* Assigned task *
State how many lines in the records below contain the string "usize", and give nothing besides that number.

(Dataset entries)

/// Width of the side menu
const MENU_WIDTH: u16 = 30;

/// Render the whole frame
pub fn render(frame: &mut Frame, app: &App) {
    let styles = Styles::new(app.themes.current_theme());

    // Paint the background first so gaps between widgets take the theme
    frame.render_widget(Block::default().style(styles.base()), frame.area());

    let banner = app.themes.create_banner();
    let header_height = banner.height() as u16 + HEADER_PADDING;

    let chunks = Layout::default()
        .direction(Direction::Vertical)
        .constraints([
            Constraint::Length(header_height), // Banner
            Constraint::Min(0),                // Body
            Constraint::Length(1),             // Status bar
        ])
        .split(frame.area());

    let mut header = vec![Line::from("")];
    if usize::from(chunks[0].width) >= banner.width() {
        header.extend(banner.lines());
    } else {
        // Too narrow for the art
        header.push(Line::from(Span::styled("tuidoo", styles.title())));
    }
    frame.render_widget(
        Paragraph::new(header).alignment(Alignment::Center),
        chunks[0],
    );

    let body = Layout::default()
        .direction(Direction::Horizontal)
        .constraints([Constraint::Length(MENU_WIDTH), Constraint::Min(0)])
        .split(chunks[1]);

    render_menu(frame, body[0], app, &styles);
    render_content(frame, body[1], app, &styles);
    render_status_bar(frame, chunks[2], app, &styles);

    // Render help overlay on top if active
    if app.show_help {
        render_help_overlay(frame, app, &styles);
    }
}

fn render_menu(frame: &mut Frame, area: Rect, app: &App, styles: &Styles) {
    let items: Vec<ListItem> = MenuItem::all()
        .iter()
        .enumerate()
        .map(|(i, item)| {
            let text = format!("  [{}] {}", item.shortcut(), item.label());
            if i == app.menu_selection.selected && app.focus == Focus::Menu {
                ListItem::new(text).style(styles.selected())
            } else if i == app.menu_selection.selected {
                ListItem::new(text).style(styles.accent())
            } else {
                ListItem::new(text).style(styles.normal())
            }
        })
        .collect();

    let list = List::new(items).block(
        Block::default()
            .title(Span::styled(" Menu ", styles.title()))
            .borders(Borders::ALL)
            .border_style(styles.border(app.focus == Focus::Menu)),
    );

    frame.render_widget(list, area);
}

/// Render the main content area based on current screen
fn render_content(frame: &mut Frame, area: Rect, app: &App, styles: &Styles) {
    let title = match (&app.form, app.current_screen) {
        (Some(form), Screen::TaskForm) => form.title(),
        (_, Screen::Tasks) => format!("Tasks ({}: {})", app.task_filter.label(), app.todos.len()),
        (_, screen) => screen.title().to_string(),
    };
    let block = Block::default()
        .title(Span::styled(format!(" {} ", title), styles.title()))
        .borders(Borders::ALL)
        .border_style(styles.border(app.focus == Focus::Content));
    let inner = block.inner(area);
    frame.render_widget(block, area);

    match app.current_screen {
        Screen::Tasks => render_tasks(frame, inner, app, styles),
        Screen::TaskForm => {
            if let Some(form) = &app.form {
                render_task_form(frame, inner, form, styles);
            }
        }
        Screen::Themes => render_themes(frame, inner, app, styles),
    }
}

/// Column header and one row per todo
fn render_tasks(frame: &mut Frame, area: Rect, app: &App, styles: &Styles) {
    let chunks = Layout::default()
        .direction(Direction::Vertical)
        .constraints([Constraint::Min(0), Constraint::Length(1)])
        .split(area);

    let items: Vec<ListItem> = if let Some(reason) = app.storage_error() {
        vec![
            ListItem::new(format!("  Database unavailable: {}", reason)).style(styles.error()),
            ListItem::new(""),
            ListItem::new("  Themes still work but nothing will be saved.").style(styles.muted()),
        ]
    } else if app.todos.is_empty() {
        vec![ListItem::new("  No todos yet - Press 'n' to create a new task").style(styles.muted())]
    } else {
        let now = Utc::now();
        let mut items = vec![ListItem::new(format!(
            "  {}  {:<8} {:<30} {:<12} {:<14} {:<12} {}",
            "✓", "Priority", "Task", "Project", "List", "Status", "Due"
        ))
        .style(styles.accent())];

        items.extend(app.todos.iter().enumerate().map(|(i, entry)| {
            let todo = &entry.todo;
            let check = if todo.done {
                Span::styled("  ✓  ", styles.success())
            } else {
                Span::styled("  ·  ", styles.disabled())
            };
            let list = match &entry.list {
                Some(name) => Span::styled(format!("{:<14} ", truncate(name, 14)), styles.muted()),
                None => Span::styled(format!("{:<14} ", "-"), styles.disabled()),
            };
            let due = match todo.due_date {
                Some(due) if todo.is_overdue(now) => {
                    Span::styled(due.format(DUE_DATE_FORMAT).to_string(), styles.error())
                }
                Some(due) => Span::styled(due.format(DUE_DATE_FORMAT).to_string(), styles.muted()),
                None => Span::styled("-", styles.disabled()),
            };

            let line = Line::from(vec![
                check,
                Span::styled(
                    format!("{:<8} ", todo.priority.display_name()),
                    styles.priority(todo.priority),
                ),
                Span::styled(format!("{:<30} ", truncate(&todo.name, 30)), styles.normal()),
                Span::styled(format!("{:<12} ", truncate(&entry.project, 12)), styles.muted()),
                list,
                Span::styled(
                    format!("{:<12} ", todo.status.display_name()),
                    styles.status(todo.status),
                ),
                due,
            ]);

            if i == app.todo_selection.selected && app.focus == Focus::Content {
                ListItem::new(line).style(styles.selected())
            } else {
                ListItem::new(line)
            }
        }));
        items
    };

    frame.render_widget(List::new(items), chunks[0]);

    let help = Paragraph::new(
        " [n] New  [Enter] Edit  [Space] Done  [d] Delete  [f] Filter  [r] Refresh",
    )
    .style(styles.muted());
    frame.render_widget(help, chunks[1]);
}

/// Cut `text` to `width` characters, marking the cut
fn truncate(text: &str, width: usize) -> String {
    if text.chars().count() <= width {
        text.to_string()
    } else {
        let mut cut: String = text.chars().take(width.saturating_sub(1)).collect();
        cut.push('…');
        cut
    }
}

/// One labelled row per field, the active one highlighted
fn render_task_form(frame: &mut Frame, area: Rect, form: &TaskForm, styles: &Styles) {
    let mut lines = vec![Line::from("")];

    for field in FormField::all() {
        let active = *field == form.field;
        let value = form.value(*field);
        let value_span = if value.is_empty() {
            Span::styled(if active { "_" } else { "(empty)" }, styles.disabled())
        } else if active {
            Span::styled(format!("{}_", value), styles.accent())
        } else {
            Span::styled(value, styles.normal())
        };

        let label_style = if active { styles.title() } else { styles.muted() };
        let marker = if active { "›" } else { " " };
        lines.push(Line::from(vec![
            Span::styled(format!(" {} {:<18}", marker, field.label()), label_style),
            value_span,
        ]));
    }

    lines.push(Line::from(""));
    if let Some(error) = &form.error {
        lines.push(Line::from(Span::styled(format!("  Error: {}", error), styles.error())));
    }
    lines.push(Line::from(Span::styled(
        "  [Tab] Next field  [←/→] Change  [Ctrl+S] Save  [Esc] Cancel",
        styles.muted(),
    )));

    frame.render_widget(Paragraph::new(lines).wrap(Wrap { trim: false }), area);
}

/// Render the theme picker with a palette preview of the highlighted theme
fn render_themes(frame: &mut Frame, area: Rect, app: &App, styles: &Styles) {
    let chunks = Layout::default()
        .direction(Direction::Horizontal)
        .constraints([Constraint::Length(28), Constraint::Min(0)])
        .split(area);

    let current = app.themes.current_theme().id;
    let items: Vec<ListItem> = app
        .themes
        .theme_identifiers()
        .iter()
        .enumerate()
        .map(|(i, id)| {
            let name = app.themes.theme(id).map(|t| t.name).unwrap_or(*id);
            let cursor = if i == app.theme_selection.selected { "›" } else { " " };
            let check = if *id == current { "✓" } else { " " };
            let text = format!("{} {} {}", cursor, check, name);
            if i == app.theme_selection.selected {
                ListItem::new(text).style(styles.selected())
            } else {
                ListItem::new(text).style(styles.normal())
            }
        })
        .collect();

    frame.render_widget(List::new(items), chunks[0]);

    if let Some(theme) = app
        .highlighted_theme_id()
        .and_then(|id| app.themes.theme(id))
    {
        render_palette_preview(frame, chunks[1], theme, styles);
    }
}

==

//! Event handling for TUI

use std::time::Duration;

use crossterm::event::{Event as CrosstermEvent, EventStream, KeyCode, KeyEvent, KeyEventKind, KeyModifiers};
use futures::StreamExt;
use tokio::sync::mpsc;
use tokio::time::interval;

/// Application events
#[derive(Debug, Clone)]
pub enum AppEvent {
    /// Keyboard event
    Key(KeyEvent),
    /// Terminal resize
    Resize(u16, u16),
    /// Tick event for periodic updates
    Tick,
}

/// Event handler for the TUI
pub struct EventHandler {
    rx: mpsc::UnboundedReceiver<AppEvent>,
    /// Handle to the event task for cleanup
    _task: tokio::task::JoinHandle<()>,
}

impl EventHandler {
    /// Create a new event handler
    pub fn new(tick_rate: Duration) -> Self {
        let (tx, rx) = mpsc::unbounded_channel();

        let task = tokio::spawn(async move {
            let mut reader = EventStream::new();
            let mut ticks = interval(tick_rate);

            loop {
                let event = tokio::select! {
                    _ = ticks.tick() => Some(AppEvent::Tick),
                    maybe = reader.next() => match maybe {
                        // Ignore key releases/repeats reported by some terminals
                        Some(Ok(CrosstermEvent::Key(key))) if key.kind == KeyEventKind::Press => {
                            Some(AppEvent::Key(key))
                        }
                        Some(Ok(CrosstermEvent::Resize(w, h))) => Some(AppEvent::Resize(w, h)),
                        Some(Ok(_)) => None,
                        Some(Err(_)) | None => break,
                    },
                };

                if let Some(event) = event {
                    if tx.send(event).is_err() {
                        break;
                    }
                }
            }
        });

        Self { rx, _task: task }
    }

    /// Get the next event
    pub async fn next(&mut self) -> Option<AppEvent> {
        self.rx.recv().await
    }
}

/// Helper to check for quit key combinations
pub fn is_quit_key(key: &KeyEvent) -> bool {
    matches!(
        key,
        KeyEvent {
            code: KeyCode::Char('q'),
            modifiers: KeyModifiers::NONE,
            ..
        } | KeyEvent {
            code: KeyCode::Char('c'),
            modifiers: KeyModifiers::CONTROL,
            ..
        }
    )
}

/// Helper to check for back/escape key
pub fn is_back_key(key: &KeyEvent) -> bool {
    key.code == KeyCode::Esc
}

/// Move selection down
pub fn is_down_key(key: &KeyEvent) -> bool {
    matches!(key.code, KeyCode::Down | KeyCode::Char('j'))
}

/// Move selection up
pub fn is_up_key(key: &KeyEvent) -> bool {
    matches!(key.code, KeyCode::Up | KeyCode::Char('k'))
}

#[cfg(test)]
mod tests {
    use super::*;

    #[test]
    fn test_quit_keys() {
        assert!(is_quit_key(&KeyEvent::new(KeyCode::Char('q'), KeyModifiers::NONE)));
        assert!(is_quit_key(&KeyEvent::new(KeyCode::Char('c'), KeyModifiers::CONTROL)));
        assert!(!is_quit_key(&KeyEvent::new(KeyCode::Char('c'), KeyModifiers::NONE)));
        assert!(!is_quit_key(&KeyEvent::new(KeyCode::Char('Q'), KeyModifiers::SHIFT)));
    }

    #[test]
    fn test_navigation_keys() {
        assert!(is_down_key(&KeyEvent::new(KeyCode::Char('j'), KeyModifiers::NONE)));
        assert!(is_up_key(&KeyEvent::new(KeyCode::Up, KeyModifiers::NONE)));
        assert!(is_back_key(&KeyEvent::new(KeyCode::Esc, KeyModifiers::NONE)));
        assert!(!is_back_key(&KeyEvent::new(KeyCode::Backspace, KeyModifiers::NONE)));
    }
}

* Reply *
2